WHAT IS NEEDED: Nothing but an exact copy of the data should be output.

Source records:
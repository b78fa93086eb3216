//! Error types for mdde-registry

use thiserror::Error;

use crate::envelope::{ErrorCode, ErrorDescriptor};

/// Errors raised by the TCP client before a registry response is available.
#[derive(Error, Debug)]
pub enum ClientError {
    /// Socket level failure
    #[error("registry connection failed: {0}")]
    Connection(#[from] std::io::Error),

    /// No response within the configured timeout
    #[error("registry call {command} timed out after {timeout_ms} ms")]
    Timeout { command: String, timeout_ms: u64 },

    /// Frame larger than the protocol allows
    #[error("frame of {len} bytes exceeds limit of {limit} bytes")]
    FrameTooLarge { len: usize, limit: usize },

    /// Request could not be encoded
    #[error("failed to encode request: {0}")]
    Serialization(String),

    /// Response could not be decoded
    #[error("failed to decode response: {0}")]
    Deserialization(String),
}

impl From<ClientError> for ErrorDescriptor {
    fn from(err: ClientError) -> Self {
        match err {
            ClientError::Deserialization(_) => {
                ErrorDescriptor::new(ErrorCode::ResponseSerialization, err.to_string())
            }
            other => ErrorDescriptor::transport(other.to_string()),
        }
    }
}

/// Errors raised while building client configuration.
#[derive(Error, Debug, PartialEq, Eq)]
pub enum ConfigError {
    #[error("environment variable {name} has invalid value {value:?}")]
    InvalidVar { name: String, value: String },
}
//! Subscriber setup for the `mdde` binary and experiment drivers.

use tracing::Level;
use tracing_subscriber::layer::SubscriberExt;
use tracing_subscriber::util::SubscriberInitExt;
use tracing_subscriber::{fmt, EnvFilter};

/// Install the global subscriber. `RUST_LOG` wins over `level`; JSON output
/// keeps event targets so lines can be routed per crate. Only the first call
/// in a process has any effect.
pub fn init_tracing(json: bool, level: Level) {
    let env_filter =
        EnvFilter::try_from_default_env().unwrap_or_else(|_| EnvFilter::new(level.as_str()));

    let registry = tracing_subscriber::registry().with(env_filter);
    if json {
        registry
            .with(fmt::layer().with_target(true).json())
            .try_init()
            .ok();
    } else {
        registry.with(fmt::layer().with_target(false)).try_init().ok();
    }
}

SOLUTION TO THIS TASK:
repository b78fa93086eb3216
//! Error types for mdde-registry

use thiserror::Error;

use crate::envelope::{ErrorCode, ErrorDescriptor};

/// Errors raised by the TCP client before a registry response is available.
#[derive(Error, Debug)]
pub enum ClientError {
    /// Socket level failure
    #[error("registry connection failed: {0}")]
    Connection(#[from] std::io::Error),

    /// No response within the configured timeout
    #[error("registry call {command} timed out after {timeout_ms} ms")]
    Timeout { command: String, timeout_ms: u64 },

    /// Frame larger than the protocol allows
    #[error("frame of {len} bytes exceeds limit of {limit} bytes")]
    FrameTooLarge { len: usize, limit: usize },

    /// Request could not be encoded
    #[error("failed to encode request: {0}")]
    Serialization(String),

    /// Response could not be decoded
    #[error("failed to decode response: {0}")]
    Deserialization(String),
}

impl From<ClientError> for ErrorDescriptor {
    fn from(err: ClientError) -> Self {
        match err {
            ClientError::Deserialization(_) => {
                ErrorDescriptor::new(ErrorCode::ResponseSerialization, err.to_string())
            }
            other => ErrorDescriptor::transport(other.to_string()),
        }
    }
}

/// Errors raised while building client configuration.
#[derive(Error, Debug, PartialEq, Eq)]
pub enum ConfigError {
    #[error("environment variable {name} has invalid value {value:?}")]
    InvalidVar { name: String, value: String },
}
//! Subscriber setup for the `mdde` binary and experiment drivers.

use tracing::Level;
use tracing_subscriber::layer::SubscriberExt;
use tracing_subscriber::util::SubscriberInitExt;
use tracing_subscriber::{fmt, EnvFilter};

/// Install the global subscriber. `RUST_LOG` wins over `level`; JSON output
/// keeps event targets so lines can be routed per crate. Only the first call
/// in a process has any effect.
pub fn init_tracing(json: bool, level: Level) {
    let env_filter =
        EnvFilter::try_from_default_env().unwrap_or_else(|_| EnvFilter::new(level.as_str()));

    let registry = tracing_subscriber::registry().with(env_filter);
    if json {
        registry
            .with(fmt::layer().with_target(true).json())
            .try_init()
            .ok();
    } else {
        registry.with(fmt::layer().with_target(false)).try_init().ok();
    }
}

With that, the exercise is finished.